Reproduce the entries shown below only from the line with "pub async fn delete(&self, id: i64)" down to the line with "pub async fn delete_all(&self)", keeping both end lines and copying each one exactly.

══ STUDY MATERIAL ══

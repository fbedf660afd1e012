use super::*;

fn new_branch(ifsc: &str, bank_id: i64) -> NewBranch {
    NewBranch {
        ifsc: ifsc.to_string(),
        bank_id,
        name: "Main".to_string(),
        address: "1 Main Road".to_string(),
        city: "Mumbai".to_string(),
        district: None,
        state: "Maharashtra".to_string(),
    }
}

/// Expect the created branch to be retrievable by its IFSC
#[tokio::test]
async fn creates_branch() -> Result<(), TestError> {
    let test = TestBuilder::new()
        .with_directory_tables()
        .with_mock_bank(1)
        .build()
        .await?;

    let branch_service = BranchService::new(&test.db);
    branch_service
        .create_branch(new_branch("SBIN0000001", 1))
        .await?;
    let branch = branch_service.get_branch("SBIN0000001").await?;

    assert_eq!(branch.bank.id, 1);
    assert_eq!(branch.district, None);

    Ok(())
}

/// Expect ConstraintViolation for a duplicate IFSC
#[tokio::test]
async fn fails_for_duplicate_ifsc() -> Result<(), TestError> {
    let test = TestBuilder::new()
        .with_directory_tables()
        .with_mock_branch("SBIN0000001", 1)
        .build()
        .await?;

    let branch_service = BranchService::new(&test.db);
    let result = branch_service
        .create_branch(new_branch("SBIN0000001", 1))
        .await;

    assert!(matches!(result, Err(Error::ConstraintViolation(_))));
    assert_eq!(test.directory().branch_count().await?, 1);

    Ok(())
}

/// Expect ConstraintViolation when the bank does not exist
#[tokio::test]
async fn fails_for_nonexistent_bank() -> Result<(), TestError> {
    let test = TestBuilder::new().with_directory_tables().build().await?;

    let branch_service = BranchService::new(&test.db);
    let result = branch_service
        .create_branch(new_branch("SBIN0000001", 7))
        .await;

    assert!(matches!(result, Err(Error::ConstraintViolation(_))));

    Ok(())
}
use axum::{
    extract::State,
    http::StatusCode,
    response::IntoResponse,
};
use bankdir::{
    model::{
        api::{ErrorDto, PageDto},
        branch::{BranchDetailDto, BranchSummaryDto},
    },
    server::controller::{
        branch::{get_branch, list_branches, search_branches, BranchSearchParams},
        ApiPath, ApiQuery, PageParams,
    },
};

use super::*;

async fn sbi_mumbai() -> Result<TestContext, TestError> {
    let test = TestBuilder::new().with_directory_tables().build().await?;
    test.directory()
        .insert_bank(1, "State Bank of India", Some("SBI"))
        .await?;
    test.directory()
        .insert_branch("SBIN0000001", 1, "Mumbai Main Branch", "Mumbai")
        .await?;

    Ok(test)
}

/// Expect 200 with a page of branches
#[tokio::test]
async fn list_branches_returns_page() -> Result<(), TestError> {
    let test = sbi_mumbai().await?;

    let result = list_branches(State(app_state(&test)), ApiQuery(PageParams::default())).await;

    let resp = result.unwrap().into_response();
    assert_eq!(resp.status(), StatusCode::OK);
    let page: PageDto<BranchSummaryDto> = json_body(resp).await;
    assert_eq!(page.count, 1);
    assert_eq!(page.results[0].bank_name, "State Bank of India");

    Ok(())
}

/// Expect 200 with the detail of the branch
#[tokio::test]
async fn get_branch_returns_detail() -> Result<(), TestError> {
    let test = sbi_mumbai().await?;

    let result = get_branch(State(app_state(&test)), ApiPath("SBIN0000001".to_string())).await;

    let resp = result.unwrap().into_response();
    assert_eq!(resp.status(), StatusCode::OK);
    let branch: BranchDetailDto = json_body(resp).await;
    assert_eq!(branch.bank.code.as_deref(), Some("SBI"));

    Ok(())
}

/// Expect 404 for an unknown branch
#[tokio::test]
async fn get_branch_not_found() -> Result<(), TestError> {
    let test = sbi_mumbai().await?;

    let result = get_branch(State(app_state(&test)), ApiPath("XXXX0000000".to_string())).await;

    let resp = result.err().unwrap().into_response();
    assert_eq!(resp.status(), StatusCode::NOT_FOUND);

    Ok(())
}

/// Expect 200 with a single branch for a lowercase code
#[tokio::test]
async fn search_by_code_ignores_case() -> Result<(), TestError> {
    let test = sbi_mumbai().await?;

    let result = search_branches(
        State(app_state(&test)),
        ApiQuery(BranchSearchParams {
            code: Some("sbin0000001".to_string()),
            ..Default::default()
        }),
    )
    .await;

    let resp = result.unwrap().into_response();
    assert_eq!(resp.status(), StatusCode::OK);
    let body: serde_json::Value = json_body(resp).await;
    assert_eq!(body["branch"]["ifsc"], "SBIN0000001");

    Ok(())
}

/// Expect 200 with a list of branches for a city fragment
#[tokio::test]
async fn search_by_city_returns_list() -> Result<(), TestError> {
    let test = sbi_mumbai().await?;

    let result = search_branches(
        State(app_state(&test)),
        ApiQuery(BranchSearchParams {
            city: Some("mum".to_string()),
            ..Default::default()
        }),
    )
    .await;

    let resp = result.unwrap().into_response();
    assert_eq!(resp.status(), StatusCode::OK);
    let body: serde_json::Value = json_body(resp).await;
    assert_eq!(body["branches"].as_array().map(Vec::len), Some(1));

    Ok(())
}

/// Expect 400 without search criteria
#[tokio::test]
async fn search_without_criteria_is_bad_request() -> Result<(), TestError> {
    let test = sbi_mumbai().await?;

    let result = search_branches(
        State(app_state(&test)),
        ApiQuery(BranchSearchParams::default()),
    )
    .await;

    let resp = result.err().unwrap().into_response();
    assert_eq!(resp.status(), StatusCode::BAD_REQUEST);
    let body: ErrorDto = json_body(resp).await;
    assert!(!body.error.is_empty());

    Ok(())
}

/// Expect 404 when nothing matches
#[tokio::test]
async fn search_without_matches_is_not_found() -> Result<(), TestError> {
    let test = sbi_mumbai().await?;

    let result = search_branches(
        State(app_state(&test)),
        ApiQuery(BranchSearchParams {
            city: Some("Kolkata".to_string()),
            ..Default::default()
        }),
    )
    .await;

    let resp = result.err().unwrap().into_response();
    assert_eq!(resp.status(), StatusCode::NOT_FOUND);

    Ok(())
}
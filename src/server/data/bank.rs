use chrono::Utc;
use sea_orm::{
    ActiveModelTrait, ActiveValue, ConnectionTrait, DbBackend, DbErr, DeleteResult, EntityTrait,
    PaginatorTrait, QueryOrder,
};

use crate::server::{
    data::{fetch_paged, Paged},
    model::db::BankModel,
};

pub struct BankRepository<'a, C: ConnectionTrait> {
    db: &'a C,
}

impl<'a, C: ConnectionTrait> BankRepository<'a, C> {
    /// Creates a new instance of [`BankRepository`]
    pub fn new(db: &'a C) -> Self {
        Self { db }
    }

    /// Creates a new bank
    ///
    /// The ID is assigned by the database unless `id` is provided.
    pub async fn create(
        &self,
        id: Option<i64>,
        name: &str,
        code: Option<&str>,
    ) -> Result<BankModel, DbErr> {
        let now = Utc::now().naive_utc();

        let bank = entity::bank::ActiveModel {
            id: match id {
                Some(id) => ActiveValue::Set(id),
                None => ActiveValue::NotSet,
            },
            name: ActiveValue::Set(name.to_string()),
            code: ActiveValue::Set(code.map(str::to_string)),
            created_at: ActiveValue::Set(now),
            updated_at: ActiveValue::Set(now),
        };

        bank.insert(self.db).await
    }

    /// Returns the bank with the provided ID, creating it with `name` if it doesn't exist
    ///
    /// The returned flag is `true` when the bank was created by this call.
    pub async fn get_or_create(&self, id: i64, name: &str) -> Result<(BankModel, bool), DbErr> {
        if let Some(bank) = self.get(id).await? {
            return Ok((bank, false));
        }

        let bank = self.create(Some(id), name, None).await?;

        Ok((bank, true))
    }

    pub async fn get(&self, id: i64) -> Result<Option<BankModel>, DbErr> {
        entity::prelude::Bank::find_by_id(id).one(self.db).await
    }

    /// Lists banks ordered by name, one page at a time
    ///
    /// `page_index` is 0-based.
    pub async fn list(&self, page_index: u64, page_size: u64) -> Result<Paged<BankModel>, DbErr> {
        let paginator = entity::prelude::Bank::find()
            .order_by_asc(entity::bank::Column::Name)
            .order_by_asc(entity::bank::Column::Id)
            .paginate(self.db, page_size);

        fetch_paged(paginator, page_index).await
    }

    pub async fn count(&self) -> Result<u64, DbErr> {
        entity::prelude::Bank::find().count(self.db).await
    }

    /// Deletes a bank along with all of its branches
    ///
    /// Returns OK regardless of the bank existing, to confirm the deletion result
    /// check the [`DeleteResult::rows_affected`] field.
    pub async fn delete(&self, id: i64) -> Result<DeleteResult, DbErr> {
        entity::prelude::Bank::delete_by_id(id).exec(self.db).await
    }

    /// Deletes every bank, and through the cascade every branch
    pub async fn delete_all(&self) -> Result<DeleteResult, DbErr> {
        entity::prelude::Bank::delete_many().exec(self.db).await
    }

    /// Moves the ID sequence past the highest bank ID
    ///
    /// Needed on PostgreSQL after inserting banks with explicit IDs, otherwise the next
    /// database assigned ID may collide. SQLite derives the next ID from the table itself.
    pub async fn sync_id_sequence(&self) -> Result<(), DbErr> {
        if self.db.get_database_backend() != DbBackend::Postgres {
            return Ok(());
        }

        self.db
            .execute_unprepared(
                "SELECT setval(pg_get_serial_sequence('banks', 'id'), \
                 COALESCE(MAX(id), 0) + 1, false) FROM banks",
            )
            .await?;

        Ok(())
    }
}
//! Data access layer repositories.
//!
//! Repositories wrap SeaORM queries for banks and branches. They are generic over
//! [`ConnectionTrait`] so the same code runs against a pooled connection or inside a
//! transaction, and they return raw [`DbErr`]s leaving classification to the service layer.

pub mod bank;
pub mod branch;
mod filter;

use sea_orm::{ConnectionTrait, DbErr, ItemsAndPagesNumber, Paginator, SelectorTrait};

/// One page of a listing along with the size of the whole listing.
#[derive(Debug)]
pub struct Paged<T> {
    pub items: Vec<T>,
    pub num_items: u64,
    pub num_pages: u64,
}

/// Counts the listing behind `paginator` then fetches the page at the 0-based `page_index`.
///
/// A page index past the end yields an empty page, callers decide whether that is an error.
async fn fetch_paged<'db, C, S>(
    paginator: Paginator<'db, C, S>,
    page_index: u64,
) -> Result<Paged<S::Item>, DbErr>
where
    C: ConnectionTrait,
    S: SelectorTrait + 'db,
{
    let ItemsAndPagesNumber {
        number_of_items,
        number_of_pages,
    } = paginator.num_items_and_pages().await?;

    let items = if page_index < number_of_pages {
        paginator.fetch_page(page_index).await?
    } else {
        Vec::new()
    };

    Ok(Paged {
        items,
        num_items: number_of_items,
        num_pages: number_of_pages,
    })
}
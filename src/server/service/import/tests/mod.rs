
use bankdir_test_utils::prelude::*;

use crate::server::{
    error::{import::ImportError, Error},
    service::{
        bank::BankService,
        import::{ImportService, ImportSummary},
    },
};

static HEADER: &str = "ifsc,bank_id,branch,address,city,district,state,bank_name\n";

fn csv(rows: &[&str]) -> String {
    let mut data = HEADER.to_string();
    for row in rows {
        data.push_str(row);
        data.push('\n');
    }
    data
}
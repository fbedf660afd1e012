use axum::{http::StatusCode, response::IntoResponse};
use bankdir::server::controller::overview::get_overview;

use super::*;

/// Expect the route map keyed by resource
#[tokio::test]
async fn lists_routes() {
    let resp = get_overview().await.into_response();

    assert_eq!(resp.status(), StatusCode::OK);
    let body: serde_json::Value = json_body(resp).await;
    assert_eq!(body["Banks"]["List all banks"], "/api/banks/");
    assert_eq!(body["Branches"]["List all branches"], "/api/branches/");
}
//! HTTP routing and OpenAPI documentation configuration.
//!
//! Every API endpoint is registered here together with its OpenAPI specification, and Swagger UI
//! is served at `/api/docs` for browsing the directory API.

use axum::Router;
use tower_http::trace::TraceLayer;
use utoipa::OpenApi;
use utoipa_axum::{router::OpenApiRouter, routes};
use utoipa_swagger_ui::SwaggerUi;

use crate::server::{controller, model::app::AppState};

/// Builds the application's HTTP router with all API endpoints and Swagger UI documentation.
///
/// # Registered Endpoints
/// - `GET /api/` - Map of the available routes
/// - `GET /api/banks/` - Paginated list of banks
/// - `GET /api/banks/{id}/` - Bank detail, optionally with `expand=branches`
/// - `GET /api/banks/{id}/branches/` - Paginated branches of a bank
/// - `GET /api/branches/` - Paginated list of branches
/// - `GET /api/branches/{ifsc}/` - Branch detail
/// - `GET /api/branches/search/` - Search by `code` (or `ifsc`) or `city`
///
/// The OpenAPI specification is available at `/api/docs/openapi.json`.
///
/// # Example
/// ```ignore
/// let app_state = AppState { db, page_size: 10 };
/// let router = routes().with_state(app_state);
/// ```
pub fn routes() -> Router<AppState> {
    #[derive(OpenApi)]
    #[openapi(info(title = "Bank Directory", description = "Bank and branch lookup API"), tags(
        (name = controller::overview::OVERVIEW_TAG, description = "API overview"),
        (name = controller::bank::BANK_TAG, description = "Bank lookup routes"),
        (name = controller::branch::BRANCH_TAG, description = "Branch lookup and search routes"),
    ))]
    struct ApiDoc;

    let (routes, api) = OpenApiRouter::with_openapi(ApiDoc::openapi())
        .routes(routes!(controller::overview::get_overview))
        .routes(routes!(controller::bank::list_banks))
        .routes(routes!(controller::bank::get_bank))
        .routes(routes!(controller::bank::list_bank_branches))
        .routes(routes!(controller::branch::list_branches))
        .routes(routes!(controller::branch::search_branches))
        .routes(routes!(controller::branch::get_branch))
        .split_for_parts();

    routes
        .merge(SwaggerUi::new("/api/docs").url("/api/docs/openapi.json", api))
        .layer(TraceLayer::new_for_http())
}
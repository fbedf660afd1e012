use sea_orm_migration::{prelude::*, schema::*};

static IDX_BANK_NAME: &str = "idx_bank_name";

#[derive(DeriveMigrationName)]
pub struct Migration;

#[async_trait::async_trait]
impl MigrationTrait for Migration {
    async fn up(&self, manager: &SchemaManager) -> Result<(), DbErr> {
        manager
            .create_table(
                Table::create()
                    .table(Bank::Table)
                    .if_not_exists()
                    .col(big_pk_auto(Bank::Id))
                    .col(string_len_uniq(Bank::Name, 100))
                    .col(string_len_null(Bank::Code, 10).unique_key())
                    .col(timestamp(Bank::CreatedAt))
                    .col(timestamp(Bank::UpdatedAt))
                    .to_owned(),
            )
            .await?;

        // Backs the default name ordering of the bank listing
        manager
            .create_index(
                Index::create()
                    .name(IDX_BANK_NAME)
                    .table(Bank::Table)
                    .col(Bank::Name)
                    .col(Bank::Id)
                    .to_owned(),
            )
            .await?;

        Ok(())
    }

    async fn down(&self, manager: &SchemaManager) -> Result<(), DbErr> {
        manager
            .drop_index(
                Index::drop()
                    .name(IDX_BANK_NAME)
                    .table(Bank::Table)
                    .to_owned(),
            )
            .await?;

        manager
            .drop_table(Table::drop().table(Bank::Table).to_owned())
            .await?;

        Ok(())
    }
}

#[derive(DeriveIden)]
pub enum Bank {
    #[sea_orm(iden = "banks")]
    Table,
    Id,
    Name,
    Code,
    CreatedAt,
    UpdatedAt,
}
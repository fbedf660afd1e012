mod create_branch;

use bankdir_test_utils::prelude::*;

use crate::server::{
    data::branch::NewBranch,
    error::{lookup::LookupError, Error},
    service::{
        branch::{BranchSearch, BranchService},
        PageRequest,
    },
};
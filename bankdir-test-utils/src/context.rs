//! Test context structure and utilities.
//!
//! This module provides the `TestContext` returned by `TestBuilder`. The context owns an
//! in-memory SQLite database that lives as long as the test.

use sea_orm::{sea_query::TableCreateStatement, ConnectionTrait, Database, DatabaseConnection};

use crate::{constant::TEST_PAGE_SIZE, error::TestError};

/// Test context structure returned by `TestBuilder`
///
/// # Usage
///
/// Most users should create this via [`TestBuilder`](crate::TestBuilder) rather
/// than constructing it directly.
///
/// ```ignore
/// let test = TestBuilder::new().with_directory_tables().build().await?;
///
/// // Access the database
/// let db = &test.db;
///
/// // Access fixture helpers
/// test.directory().insert_bank(1, "State Bank of India", Some("SBI")).await?;
/// ```
pub struct TestContext {
    /// Database connection to in-memory SQLite database
    pub db: DatabaseConnection,
}

impl TestContext {
    /// Convert the database connection into any type that can be constructed from it and a
    /// page size
    ///
    /// This allows conversion to AppState without creating a circular dependency
    /// between the test-utils crate and the main bankdir crate.
    pub fn to_app_state<T>(&self) -> T
    where
        T: From<(DatabaseConnection, u64)>,
    {
        T::from((self.db.clone(), TEST_PAGE_SIZE))
    }
}

impl TestContext {
    /// Create a new test context with an empty in-memory database.
    ///
    /// # Returns
    /// - `Ok(TestContext)` - Test context with no tables
    /// - `Err(TestError::DbErr)` - Database connection failed
    pub(crate) async fn new() -> Result<Self, TestError> {
        let db = Database::connect("sqlite::memory:").await?;

        Ok(TestContext { db })
    }

    /// Create database tables from schema statements.
    ///
    /// # Returns
    /// - `Ok(())` - All tables created successfully
    /// - `Err(TestError::DbErr)` - Table creation failed
    pub(crate) async fn with_tables(
        &self,
        stmts: Vec<TableCreateStatement>,
    ) -> Result<(), TestError> {
        for stmt in stmts {
            self.db.execute(&stmt).await?;
        }

        Ok(())
    }
}
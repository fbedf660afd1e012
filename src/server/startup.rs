use dioxus_logger::tracing;
use sea_orm::DatabaseConnection;

use crate::server::{config::Config, error::Error};

/// Connect to the database and run migrations
pub async fn connect_to_database(config: &Config) -> Result<DatabaseConnection, Error> {
    use migration::{Migrator, MigratorTrait};
    use sea_orm::{ConnectOptions, Database};

    let mut opt = ConnectOptions::new(&config.database_url);
    opt.sqlx_logging(false);

    let db = Database::connect(opt).await?;

    Migrator::up(&db, None).await?;

    tracing::info!("Connected to database and applied migrations");

    Ok(db)
}

/// Bind the HTTP listener on the configured address
pub async fn bind_listener(config: &Config) -> Result<tokio::net::TcpListener, Error> {
    let listener = tokio::net::TcpListener::bind(&config.bind_address).await?;

    tracing::info!("Listening on {}", config.bind_address);

    Ok(listener)
}
//! In-memory models for tests that don't need a database.

use chrono::{NaiveDate, NaiveDateTime};

use crate::{
    constant::{MOCK_ADDRESS, MOCK_DISTRICT, MOCK_STATE},
    model::{BankModel, BranchModel},
};

/// Fixed timestamp used for every mock model so assertions are deterministic.
pub fn mock_timestamp() -> NaiveDateTime {
    NaiveDate::from_ymd_opt(2025, 1, 1)
        .and_then(|date| date.and_hms_opt(0, 0, 0))
        .unwrap_or_default()
}

/// Create a bank model with test timestamps.
pub fn mock_bank_model(bank_id: i64, name: &str, code: Option<&str>) -> BankModel {
    BankModel {
        id: bank_id,
        name: name.to_string(),
        code: code.map(str::to_string),
        created_at: mock_timestamp(),
        updated_at: mock_timestamp(),
    }
}

/// Create a branch model in `city` with placeholder name, address and state.
pub fn mock_branch_model(ifsc: &str, bank_id: i64, city: &str) -> BranchModel {
    BranchModel {
        ifsc: ifsc.to_string(),
        bank_id,
        name: format!("{} Branch", city),
        address: MOCK_ADDRESS.to_string(),
        city: city.to_string(),
        district: Some(MOCK_DISTRICT.to_string()),
        state: MOCK_STATE.to_string(),
        created_at: mock_timestamp(),
        updated_at: mock_timestamp(),
    }
}
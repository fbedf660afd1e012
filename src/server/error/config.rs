use thiserror::Error;

/// Errors raised while reading configuration from the environment.
#[derive(Error, Debug)]
pub enum ConfigError {
    #[error("Missing required environment variable: {0}")]
    MissingEnvVar(String),
    #[error("Invalid value for environment variable {var}: {reason}")]
    InvalidEnvValue { var: String, reason: String },
}
use thiserror::Error;

#[derive(Error, Debug)]
pub enum TestError {
    #[error(transparent)]
    DbErr(#[from] sea_orm::DbErr),
    /// Error raised by the code under test
    #[error(transparent)]
    Other(Box<dyn std::error::Error + Send + Sync>),
}
use axum::{http::StatusCode, response::IntoResponse, Json};

use crate::model::api::{BankRoutesDto, BranchRoutesDto, OverviewDto};

pub static OVERVIEW_TAG: &str = "overview";

/// List the available API routes
#[utoipa::path(
    get,
    path = "/api/",
    tag = OVERVIEW_TAG,
    responses(
        (status = 200, description = "Map of the API routes", body = OverviewDto)
    ),
)]
pub async fn get_overview() -> impl IntoResponse {
    let overview = OverviewDto {
        banks: BankRoutesDto {
            list: "/api/banks/".to_string(),
            detail: "/api/banks/{id}/".to_string(),
            branches: "/api/banks/{id}/branches/".to_string(),
        },
        branches: BranchRoutesDto {
            list: "/api/branches/".to_string(),
            detail: "/api/branches/{ifsc}/".to_string(),
            search_by_code: "/api/branches/search/?code={ifsc}".to_string(),
            search_by_city: "/api/branches/search/?city={city_name}".to_string(),
        },
    };

    (StatusCode::OK, Json(overview))
}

═══

* _OUTPUT FOR THIS TASK_:
    pub async fn delete(&self, id: i64) -> Result<DeleteResult, DbErr> {
        entity::prelude::Bank::delete_by_id(id).exec(self.db).await
    }

    /// Deletes every bank, and through the cascade every branch
    pub async fn delete_all(&self) -> Result<DeleteResult, DbErr> {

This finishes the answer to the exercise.